Mutuo under 36: le novità 2023 sull’acquisto della prima casa

Mutuo under 36
Emiliano Zoccolan
Emiliano Zoccolan

General Contracting

Sono in arrivo buone notizie per i giovani che sognano di acquistare la loro prima casa nel 2023. Infatti, la manovra del Governo Meloni contiene una serie di provvedimenti legati a casa e giovani, per garantire l’accesso ai mutui agevolati agli under 36. Per sapere come richiedere un mutuo per la prima casa, leggete anche il nostro approfondimento.

Le agevolazioni del Mutuo prima casa under 36

Un emendamento al decreto Aiuti ha prorogato la misura per il mutuo prima casa per gli under 36 fino al 31 dicembre 2023. Gli under 36 avranno accesso prioritario al Fondo di Garanzia Mutui Prima Casa fino a fine 2023. Possono accedere all’agevolazione i giovani under 36 con ISEE fino a 40mila euro.

In caso di acquisto soggetto a Iva, è riconosciuto anche un credito d’imposta pari all’imposta pagata per l’acquisto, che potrà essere utilizzato a sottrazione delle imposte dovute su atti, denunce e dichiarazioni dei redditi successivi alla data di acquisto o usato in compensazione tramite F24.

Quindi le agevolazioni con il bonus prima casa under 36 sono l’esenzione dell’imposta sostitutiva delle imposte di registro, di bollo, ipotecarie e catastali e delle tasse sulle concessioni governative o credito d’imposta IVA.

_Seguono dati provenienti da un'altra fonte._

// Copyright 2026 Open Nexus OS Contributors
// SPDX-License-Identifier: Apache-2.0

//! CONTEXT: Parent side of the rendezvous handshake
//! OWNERS: @runtime
//! STATUS: Functional
//! API_STABILITY: Stable
//! TEST_COVERAGE: Unit tests below (fake kernel) + tests/handshake.rs
//!
//! STATES: AwaitingRegistration → AwaitingHello → Validating → VerifiedReady → Released
//!
//! Registration happens before the split so the child's look-up can never race it. Once a
//! message has been received its rights belong to the parent; every failure path either
//! destroys the message or releases the rights taken from it.

use nexus_mach_abi::{decode_received, ExpectedIdentity, HelloExpectations};
use nexus_mach_ipc::{
    registry, Kernel, MessageBuffer, PortName, ReceiveRight, Right, SendRight, TaskRight, Wait,
    PORT_NULL,
};

use crate::error::{Error, FailureLog, IdentityMismatches};
use crate::name::RendezvousName;

/// Where the parent is in the handshake.
#[derive(Clone, Copy, Debug, PartialEq, Eq)]
pub enum ParentState {
    /// Name generated, not yet registered.
    AwaitingRegistration,
    /// Registered; waiting for the child's hello.
    AwaitingHello,
    /// Hello received; not yet trusted.
    Validating,
    /// Hello verified; reply and task rights held.
    VerifiedReady,
    /// Rights released or discarded.
    Released,
}

/// What the child inherits across the split.
#[derive(Clone, Debug, PartialEq, Eq)]
pub struct InheritedSetup {
    /// Rendezvous name to resolve.
    pub name: RendezvousName,
    /// The parent's receive right name; meaningless in the child's name space.
    pub stale_receive: PortName,
}

/// Parent half of the handshake.
#[derive(Debug)]
pub struct ParentRendezvous {
    name: RendezvousName,
    state: ParentState,
    local: Option<ReceiveRight>,
    remote: Option<SendRight>,
    child_task: Option<TaskRight>,
    buffer: MessageBuffer,
}

impl ParentRendezvous {
    /// Starts a handshake under `name`.
    pub fn new(name: RendezvousName) -> Self {
        Self {
            name,
            state: ParentState::AwaitingRegistration,
            local: None,
            remote: None,
            child_task: None,
            buffer: MessageBuffer::new(),
        }
    }

    /// Current state.
    pub fn state(&self) -> ParentState {
        self.state
    }

    /// Rendezvous name.
    pub fn name(&self) -> &RendezvousName {
        &self.name
    }

    fn transition(&mut self, next: ParentState) {
        log::debug!("parent {}: {:?} -> {:?}", self.name, self.state, next);
        self.state = next;
    }

    /// Registers the rendezvous name and takes the receive right behind it.
    pub fn register<K: Kernel + ?Sized>(&mut self, kernel: &K) -> Result<(), Error> {
        debug_assert_eq!(self.state, ParentState::AwaitingRegistration);
        let right = registry::check_in(kernel, self.name.as_str()).map_err(Error::Setup)?;
        self.local = Some(right);
        self.transition(ParentState::AwaitingHello);
        Ok(())
    }

    /// Snapshot handed to the child across the split.
    pub fn inherit(&self) -> InheritedSetup {
        InheritedSetup { name: self.name.clone(), stale_receive: self.local_port() }
    }

    /// Blocks for the hello message, asking the kernel for the audit trailer.
    pub fn receive_hello<K: Kernel + ?Sized>(
        &mut self,
        kernel: &K,
        wait: Wait,
    ) -> Result<(), Error> {
        debug_assert_eq!(self.state, ParentState::AwaitingHello);
        let local = self.local_port();
        kernel.receive(&mut self.buffer, local, wait, true).map_err(Error::Kernel)?;
        self.transition(ParentState::Validating);
        Ok(())
    }

    /// Verifies the received hello against the child the parent knows it created.
    ///
    /// Field mismatches go to `log`; structural and identity problems are fatal. On a
    /// structural failure the message is destroyed; otherwise its rights are owned by
    /// `self` and released by [`ParentRendezvous::discard`].
    pub fn validate<K: Kernel + ?Sized>(
        &mut self,
        kernel: &K,
        expected: &ExpectedIdentity,
        log: &mut FailureLog,
    ) -> Result<(), Error> {
        debug_assert_eq!(self.state, ParentState::Validating);
        let expect = HelloExpectations { local_port: self.local_port(), audit_trailer: true };
        let decoded = decode_received(self.buffer.as_bytes(), &expect, |m| log.record_field(m));
        let hello = match decoded {
            Ok(hello) => hello,
            Err(err) => {
                kernel.destroy(&mut self.buffer);
                return Err(err.into());
            }
        };
        self.remote = Some(SendRight::from_raw(hello.reply_port()));
        self.child_task = Some(TaskRight::from_raw(hello.task_port()));
        self.buffer.clear();

        if let Some(identity) = hello.identity() {
            let mismatches: Vec<_> = identity.mismatches(expected).collect();
            if !mismatches.is_empty() {
                return Err(Error::Identity(IdentityMismatches(mismatches)));
            }
        }
        let actual = kernel.pid_for_task(hello.task_port()).map_err(Error::Kernel)?;
        if actual != expected.pid {
            return Err(Error::TaskMismatch { expected: expected.pid, actual });
        }

        log::info!("parent {}: hello from pid {actual} verified", self.name);
        self.transition(ParentState::VerifiedReady);
        Ok(())
    }

    /// Receive right the hello arrived on.
    pub fn local_port(&self) -> PortName {
        self.local.as_ref().map_or(PORT_NULL, Right::name)
    }

    /// Send right to the child's receive port.
    pub fn remote_port(&self) -> PortName {
        self.remote.as_ref().map_or(PORT_NULL, Right::name)
    }

    /// Send right to the child's task.
    pub fn child_task(&self) -> PortName {
        self.child_task.as_ref().map_or(PORT_NULL, Right::name)
    }

    /// Releases the reply and receive rights and hands the child's task right to the caller.
    pub fn release<K: Kernel + ?Sized>(&mut self, kernel: &K) -> Result<TaskRight, Error> {
        debug_assert_eq!(self.state, ParentState::VerifiedReady);
        let mut first_error = None;
        for result in [
            self.remote.take().map(|right| right.release(kernel)),
            self.local.take().map(|right| right.release(kernel)),
        ]
        .into_iter()
        .flatten()
        {
            if let Err(err) = result {
                first_error.get_or_insert(err);
            }
        }
        self.transition(ParentState::Released);
        let Some(task) = self.child_task.take() else {
            return Err(first_error.map_or(Error::NotVerified, Error::Kernel));
        };
        match first_error {
            None => Ok(task),
            Some(err) => {
                let _ = task.release(kernel);
                Err(Error::Kernel(err))
            }
        }
    }

    /// Failure path: releases everything still held, logging failed releases.
    pub fn discard<K: Kernel + ?Sized>(&mut self, kernel: &K) {
        if let Some(right) = self.child_task.take() {
            let _ = right.release(kernel);
        }
        if let Some(right) = self.remote.take() {
            let _ = right.release(kernel);
        }
        if let Some(right) = self.local.take() {
            let _ = right.release(kernel);
        }
        if self.state != ParentState::Released {
            self.transition(ParentState::Released);
        }
    }
}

L’agevolazione viene applicata anche sugli acquisti all’asta e sulle pertinenze, come garage, cantine e solai dell’immobile principale acquistato. Leggi anche le cose da sapere prima di comprare casa.

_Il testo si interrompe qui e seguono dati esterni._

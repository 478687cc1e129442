// Copyright 2026 Open Nexus OS Contributors
// SPDX-License-Identifier: Apache-2.0

//! `kern_return_t` / `mach_msg_return_t` / bootstrap status codes used by the fixture.

/// `kern_return_t`.
pub type KernReturn = i32;

/// `KERN_SUCCESS` (also `MACH_MSG_SUCCESS`).
pub const KERN_SUCCESS: KernReturn = 0;
/// `KERN_INVALID_ARGUMENT`.
pub const KERN_INVALID_ARGUMENT: KernReturn = 4;
/// `KERN_FAILURE`.
pub const KERN_FAILURE: KernReturn = 5;
/// `KERN_INVALID_NAME`.
pub const KERN_INVALID_NAME: KernReturn = 15;
/// `KERN_INVALID_RIGHT`.
pub const KERN_INVALID_RIGHT: KernReturn = 17;

/// `MACH_SEND_INVALID_DEST`.
pub const MACH_SEND_INVALID_DEST: KernReturn = 0x1000_0003;
/// `MACH_SEND_TIMED_OUT`.
pub const MACH_SEND_TIMED_OUT: KernReturn = 0x1000_0004;
/// `MACH_SEND_INVALID_RIGHT`.
pub const MACH_SEND_INVALID_RIGHT: KernReturn = 0x1000_0007;
/// `MACH_SEND_MSG_TOO_SMALL`.
pub const MACH_SEND_MSG_TOO_SMALL: KernReturn = 0x1000_0008;
/// `MACH_SEND_INVALID_HEADER`.
pub const MACH_SEND_INVALID_HEADER: KernReturn = 0x1000_0010;
/// `MACH_RCV_INVALID_NAME`.
pub const MACH_RCV_INVALID_NAME: KernReturn = 0x1000_4002;
/// `MACH_RCV_TIMED_OUT`.
pub const MACH_RCV_TIMED_OUT: KernReturn = 0x1000_4003;
/// `MACH_RCV_TOO_LARGE`.
pub const MACH_RCV_TOO_LARGE: KernReturn = 0x1000_4004;
/// `MACH_RCV_PORT_DIED`.
pub const MACH_RCV_PORT_DIED: KernReturn = 0x1000_4009;

/// `BOOTSTRAP_NAME_IN_USE`.
pub const BOOTSTRAP_NAME_IN_USE: KernReturn = 1101;
/// `BOOTSTRAP_UNKNOWN_SERVICE`.
pub const BOOTSTRAP_UNKNOWN_SERVICE: KernReturn = 1102;

/// Symbolic name for `code`, or `"UNKNOWN"`.
pub const fn name(code: KernReturn) -> &'static str {
    match code {
        KERN_SUCCESS => "KERN_SUCCESS",
        KERN_INVALID_ARGUMENT => "KERN_INVALID_ARGUMENT",
        KERN_FAILURE => "KERN_FAILURE",
        KERN_INVALID_NAME => "KERN_INVALID_NAME",
        KERN_INVALID_RIGHT => "KERN_INVALID_RIGHT",
        MACH_SEND_INVALID_DEST => "MACH_SEND_INVALID_DEST",
        MACH_SEND_TIMED_OUT => "MACH_SEND_TIMED_OUT",
        MACH_SEND_INVALID_RIGHT => "MACH_SEND_INVALID_RIGHT",
        MACH_SEND_MSG_TOO_SMALL => "MACH_SEND_MSG_TOO_SMALL",
        MACH_SEND_INVALID_HEADER => "MACH_SEND_INVALID_HEADER",
        MACH_RCV_INVALID_NAME => "MACH_RCV_INVALID_NAME",
        MACH_RCV_TIMED_OUT => "MACH_RCV_TIMED_OUT",
        MACH_RCV_TOO_LARGE => "MACH_RCV_TOO_LARGE",
        MACH_RCV_PORT_DIED => "MACH_RCV_PORT_DIED",
        BOOTSTRAP_NAME_IN_USE => "BOOTSTRAP_NAME_IN_USE",
        BOOTSTRAP_UNKNOWN_SERVICE => "BOOTSTRAP_UNKNOWN_SERVICE",
        _ => "UNKNOWN",
    }
}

Requisiti per accedere al mutuo prima casa under 36

Il più importante requisito per rientrare nelle agevolazioni concesse per il mutuo prima casa e nuda proprietà agli under 36 è l’età. Per averne diritto occorre non aver compiuto 36 anni nell’anno in cui viene stipulato l’atto di compravendita. L’altro requisito è un indicatore ISEE inferiore ai 40.000 euro.

L’ISEE viene calcolato sui redditi percepiti e il patrimonio posseduto nel secondo anno precedente alla presentazione della Dichiarazione Sostitutiva Unica (DSU) all’Inps.

Infine, altra condizione importante da rispettare per avere diritto alle agevolazioni per la prima casa è che l’immobile non deve essere di lusso. Gli under 36 non possono beneficiare della misura se acquistano immobili rientranti nelle categorie A1, A8 e A9, rispettivamente case signorili, ville e palazzi storici.

Fino a quando sarà in vigore

Il provvedimento è in vigore fino al 31 dicembre 2023. Ad ogni modo, l’intenzione del governo è quella di mettere a disposizione delle generazioni più giovani risorse per incoraggiare l’autonomia abitativa.

Escluse le case di prestigio

Sono escluse dal provvedimento le case di prestigio, in particolare le abitazioni signorili, le ville, i castelli e i palazzi di eminenti pregi artistici o storici. Le agevolazioni sono valide per gli atti stipulati fino al 31 dicembre 2023 e per chi non ha ancora compiuto 36 anni nell’anno in cui l’atto viene stipulato. È prevista anche l’esenzione dell’imposta sui finanziamenti per l’acquisto e la ristrutturazione delle abitazioni.